The resorts activities included fishing, boating, horse riding, hiking, bird watching, rock climbing. Laying in the tent we spoke of all the things we wanted to do, never thinking for a moment maybe the organizers from the different groups had other plans. The other four were keen anglers; I didn't have the heart for hurting fish. I was awake before dawn, as was my habit which I still have to this day. I left the tent as quietly as I could and went to the jetty by the lake, the morning mountain air as crisp as a fresh lettuce leaf; through the swirling mist came the cry of an African Fish Eagle, heralding the sunrise hidden by the mist. A short while later the others joined me on the jetty, they had their fishing tackle with them. I sat silently as they spoke about fishing, two men came and joined us, and they were youth group leaders. They smiled and sometimes laughed at the obvious stretching of the truth in the fishing stories.

That morning was to set a routine. Every morning we would go down to the jetty; the only difference I would wake the others before I left. We had been there about five days when one morning Morné asked me what I was thinking that I was always quiet.

I started speaking on "Kruger's Millions", which frankly I knew nothing about except for two short paragraphs from a reference book. The story liberally sprinkled with gratuitous bird calls and animal cries, more to show off my skills than for effect. The fact the story was topical of the area we were in, so who was to say it wasn't buried where we were.

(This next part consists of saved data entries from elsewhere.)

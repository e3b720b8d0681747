//! Cart session middleware.
//!
//! Picks the cart store for the caller, injects a [`CartSession`] for the
//! handlers and, for guests, writes the cart cookie back after a change.

use std::sync::Arc;

use salvo::{
    http::cookie::{Cookie, SameSite, time::Duration},
    prelude::*,
};
use storefront_app::domain::carts::{
    CartSession,
    stores::{CART_COOKIE_NAME, CookieCartStore},
};
use tracing::error;

use crate::{extensions::*, state::State};

const CART_COOKIE_LIFETIME_DAYS: i64 = 365;

/// Resolve the cart session for this request and place it in the depot.
/// Guest carts are written back to their cookie once the handler is done.
#[handler]
pub(crate) async fn handler(
    req: &mut Request,
    depot: &mut Depot,
    res: &mut Response,
    ctrl: &mut FlowCtrl,
) {
    let state = match depot.obtain_or_500::<Arc<State>>() {
        Ok(state) => Arc::clone(state),
        Err(error) => {
            res.render(error);

            return;
        }
    };

    let carts = Arc::clone(&state.app.carts);

    let guest_store = match depot.current_user().map(|user| user.id) {
        Some(user) => {
            depot.inject(CartSession::new(carts, state.app.cart_stores.store_for(user)));

            None
        }
        None => {
            let raw = req
                .cookie(CART_COOKIE_NAME)
                .map(|cookie| cookie.value().to_owned());
            let store = Arc::new(CookieCartStore::new(raw));

            depot.inject(CartSession::new(carts, store.clone()));

            Some(store)
        }
    };

    ctrl.call_next(req, depot, res).await;

    let Some(store) = guest_store else {
        return;
    };

    match store.pending_cookie_value().await {
        Ok(Some(value)) => {
            res.add_cookie(cart_cookie(value, state.site.cookie_secure));
        }
        Ok(None) => {}
        Err(source) => error!("failed to encode guest cart cookie: {source}"),
    }
}

fn cart_cookie(value: String, secure: bool) -> Cookie<'static> {
    Cookie::build((CART_COOKIE_NAME, value))
        .path("/")
        .http_only(true)
        .same_site(SameSite::Lax)
        .secure(secure)
        .max_age(Duration::days(CART_COOKIE_LIFETIME_DAYS))
        .build()
}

I don't know why I showed them the map when I knew it had nothing to do with anything; maybe in my mind it had something to do with the lost treasure of "Kruger's Millions." Maybe I wanted to add a touch of authenticity to the story... To this day I can't say why I did, its just one of those things you do, and you don't know why. After that we were obsessed with one thing and one thing only, locating the millions.

For a long time we lay in a pensive silence in the dark, that night in the tent. Kobus broke the silence voicing what was on all of our minds. "I wonder how much it is worth."

Saul and Josh estimated billions, Morné trillions. We started planning with a sense of urgency how to set about finding it; sparked on by the excitement of what we would do when we found it. I don't think any of us had ever heard of brainstorming - I know I hadn't - but the ideas which flowed uninhibited, the synergist effect was electric. We hardly slept that night, we drifted in and out of slumber jerked awake suddenly by another idea to be added to the ever filling cauldron. Gradually the periods of silence lengthened, like the lessening crepitations from an unfueled camp fire.

Long before dawn we were at the jetty, as though our being there would hasten the arrival of the youth councilors who joined us every morning. We weren't allowed to hike on our own, so we had decided to try and get the councilors to agree to organize a hike in the general direction we wanted to go, and along the way slipped away to where we knew the treasure was.

Both councilors were as it turned out avid bird watchers and hikers, they agreed to announce at breakfast that there would be a hike into the mountains as far as the gentle slopes; by this time meals and activities had become communal.

Early into the hike we broke away from the crowd, careful to keep them within sight but out of earshot. At one point we rounded huge boulders to be visually assaulted by a breathtaking vista, a panoramic view that stretched into eternity; actually only as far the "Three Rondavels", part of the Drakensberg range which traverses The Blyde River Canyon. The Rondavels so named because of the resemblance to a tribal hut with a conical thatched roof called a rondavel. The three inverted "V's" could only have been the "Three Rondavels". Our excitement became fever pitched and without knowing it so did our voices, which in turn brought the rest of the hikers to us.

Needless to say we found nothing; we had to abandon our search. Close to the view point of the "Three Rondavels" there was a small cave; before we left acting impulsively I wrote something in the note book where I had pasted the map, entered my name and passed the book to the others who entered their names and we left the book in the cave.

Inclement weather settled in the last few days we were there; it matched our moods, our farewells almost awkward and dangling like nothing left to say, nothing left to prove. The journey back home was like all returning journeys quiet, almost silent stark contrasts to journeys going somewhere, boisterous vibrant filled with anticipation.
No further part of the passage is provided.